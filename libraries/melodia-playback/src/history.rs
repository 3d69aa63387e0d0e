//! Bounded record of played tracks, consumed by "previous".

use melodia_core::Track;
use std::collections::VecDeque;

/// Tracks that were playing when playback moved on, newest at the back.
///
/// A capacity of 0 disables recording.
#[derive(Debug, Clone)]
pub struct History {
    entries: VecDeque<Track>,
    capacity: usize,
}

impl History {
    pub fn new(capacity: usize) -> Self {
        Self {
            entries: VecDeque::with_capacity(capacity),
            capacity,
        }
    }

    /// Record `track` as played, evicting the oldest entries past capacity.
    pub fn record(&mut self, track: Track) {
        if self.capacity == 0 {
            return;
        }
        while self.entries.len() >= self.capacity {
            self.entries.pop_front();
        }
        self.entries.push_back(track);
    }

    /// Remove and return the most recently played track.
    pub fn take_last(&mut self) -> Option<Track> {
        self.entries.pop_back()
    }

    /// Oldest first
    pub fn iter(&self) -> impl Iterator<Item = &Track> {
        self.entries.iter()
    }

    pub fn clear(&mut self) {
        self.entries.clear();
    }
}

#[cfg(test)]
mod tests {
    use super::*;

    fn track(id: &str) -> Track {
        Track::new(id, format!("Track {id}"), "Artist", format!("/files/{id}.mp3"))
    }

    fn ids(history: &History) -> Vec<&str> {
        history.iter().map(|t| t.id.as_str()).collect()
    }

    #[test]
    fn take_last_walks_backwards() {
        let mut history = History::new(10);
        for id in ["a", "b", "c"] {
            history.record(track(id));
        }

        assert_eq!(history.take_last().map(|t| t.id), Some("c".into()));
        assert_eq!(history.take_last().map(|t| t.id), Some("b".into()));
        assert_eq!(ids(&history), vec!["a"]);
    }

    #[test]
    fn evicts_oldest_past_capacity() {
        let mut history = History::new(3);
        for id in ["1", "2", "3", "4", "5"] {
            history.record(track(id));
        }

        assert_eq!(ids(&history), vec!["3", "4", "5"]);
    }

    #[test]
    fn zero_capacity_records_nothing() {
        let mut history = History::new(0);
        history.record(track("1"));

        assert!(history.take_last().is_none());
    }

    #[test]
    fn clear_empties() {
        let mut history = History::new(5);
        history.record(track("1"));
        history.clear();

        assert_eq!(history.iter().count(), 0);
    }
}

■ ■ ■ ■ ■ ■ ■

> What the exercise asks: Gather all lines from the listing above in which "entries" occurs.

> Solution:
    entries: VecDeque<Track>,
            entries: VecDeque::with_capacity(capacity),
    /// Record `track` as played, evicting the oldest entries past capacity.
        while self.entries.len() >= self.capacity {
            self.entries.pop_front();
        self.entries.push_back(track);
        self.entries.pop_back()
        self.entries.iter()
        self.entries.clear();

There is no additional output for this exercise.